Applying for emigration permission, however, was equivalent to putting yourself on a blacklist, Grin says. When he did in 1979, his career fell into limbo until he was finally allowed to leave, reached the United States and had a storybook meeting with Leonard Bernstein in 1981.

“I had just arrived in New York,” Grin says. “For me, you know, the name of Bernstein was legend. I was passing by Lincoln Center and I saw a sign advertising a Haydn/Stravinsky festival, conducted by Leonard Bernstein. I went in and asked, ‘When are they rehearsing?’ ‘Right now,’ I was told. I talked my way in and met Bernstein, who allowed me to observe the rehearsal.
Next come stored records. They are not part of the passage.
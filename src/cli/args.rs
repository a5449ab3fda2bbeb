//! Command-line argument parsing for Kernel Fetcher
//!
//! This module defines the CLI structure using clap derive macros. Every
//! selection flag is optional so that values from the config file apply
//! unless overridden on the command line.

use std::path::PathBuf;

use clap::{Args, Parser};

use crate::config::AppConfig;

/// Kernel Fetcher - Download the latest mainline kernel packages
#[derive(Parser, Debug)]
#[command(
    name = "kernel_fetcher",
    version,
    about = "Download the latest mainline Linux kernel packages",
    long_about = "Scrapes a mainline kernel archive for version folders, picks the newest one at or above a minimum version,
and downloads the packages for one architecture and kernel flavour into a new directory."
)]
pub struct Cli {
    /// Global options
    #[command(flatten)]
    pub global: GlobalArgs,

    /// Selection and download options
    #[command(flatten)]
    pub fetch: FetchArgs,
}

/// Logging and configuration options
#[derive(Args, Debug, Clone, Default)]
pub struct GlobalArgs {
    /// Enable verbose logging
    #[arg(short, long)]
    pub verbose: bool,

    /// Very verbose logging (debug level)
    #[arg(long)]
    pub very_verbose: bool,

    /// Quiet mode - only errors are logged
    #[arg(short, long)]
    pub quiet: bool,

    /// Configuration file path
    #[arg(long, value_name = "FILE")]
    pub config: Option<PathBuf>,
}

/// Arguments controlling what is fetched and where it goes
#[derive(Args, Debug, Clone, Default)]
pub struct FetchArgs {
    /// The url for the custom kernel repository
    #[arg(short, long, value_name = "URL")]
    pub repository: Option<String>,

    /// Ignore earlier versions (default: running kernel, else 5.10.4)
    #[arg(long, value_name = "VERSION")]
    pub min_version: Option<String>,

    /// Use architecture (default: amd64)
    #[arg(long)]
    pub arch: Option<String>,

    /// Output folder (default: current directory)
    #[arg(long, value_name = "DIR")]
    pub output: Option<PathBuf>,

    /// Include release candidate versions
    #[arg(long, conflicts_with = "exclude_rc")]
    pub include_rc: bool,

    /// Exclude release candidates even if the config file includes them
    #[arg(long)]
    pub exclude_rc: bool,

    /// Use low latency kernel instead
    #[arg(long, conflicts_with = "generic")]
    pub low_latency: bool,

    /// Use the generic kernel even if the config file asks for low latency
    #[arg(long)]
    pub generic: bool,

    /// Show what would be downloaded without downloading
    #[arg(long)]
    pub dry_run: bool,
}

impl Cli {
    /// Parse command line arguments
    pub fn parse_args() -> Self {
        Self::parse()
    }

    /// Get the logging level from the flags, falling back to the configured one
    pub fn log_level(&self, configured: &str) -> tracing::Level {
        if self.global.quiet {
            tracing::Level::ERROR
        } else if self.global.very_verbose {
            tracing::Level::DEBUG
        } else if self.global.verbose {
            tracing::Level::INFO
        } else {
            configured.parse().unwrap_or(tracing::Level::INFO)
        }
    }
}

impl FetchArgs {
    /// Overlay command-line values onto the file configuration
    pub fn apply_to(&self, config: &mut AppConfig) {
        if let Some(repository) = &self.repository {
            config.repository.url = repository.clone();
        }
        if let Some(arch) = &self.arch {
            config.repository.arch = arch.clone();
        }
        if let Some(min_version) = &self.min_version {
            config.selection.min_version = Some(min_version.clone());
        }
        if let Some(output) = &self.output {
            config.output.root = output.clone();
        }
        if self.include_rc {
            config.selection.include_rc = true;
        } else if self.exclude_rc {
            config.selection.include_rc = false;
        }
        if self.low_latency {
            config.selection.low_latency = true;
        } else if self.generic {
            config.selection.low_latency = false;
        }
    }
}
“He also gave me tickets to the concert and told me about a new program that summer at the Hollywood Bowl. I applied, and was incredibly lucky and honored to be accepted into the first Los Angeles Philharmonic Institute. I learned so much there, and those were my first concerts in this country. The whole experience was unforgettable.”

The Los Angeles Philharmonic Institute, which ran from 1982 to 1991, was a sort of postgraduate training program for young orchestral musicians. Led by luminaries such as Bernstein, Lynn Harrell and Michael Tilson Thomas, the institute was a very high-profile, productive summer program until scrapped by the orchestra under budget constraints.

After that summer at the Hollywood Bowl, Grin won a conducting fellowship from the Exxon Foundation, and then a teaching post as professor of conducting at the University of Houston. In 1990, he became music director of the Tampere Philharmonic in Finland, with which he has made widely praised recordings of music by Prokofiev and Finnish symphonist Erkki Mellartin. He has also recorded with Berlin Radio Orchestra.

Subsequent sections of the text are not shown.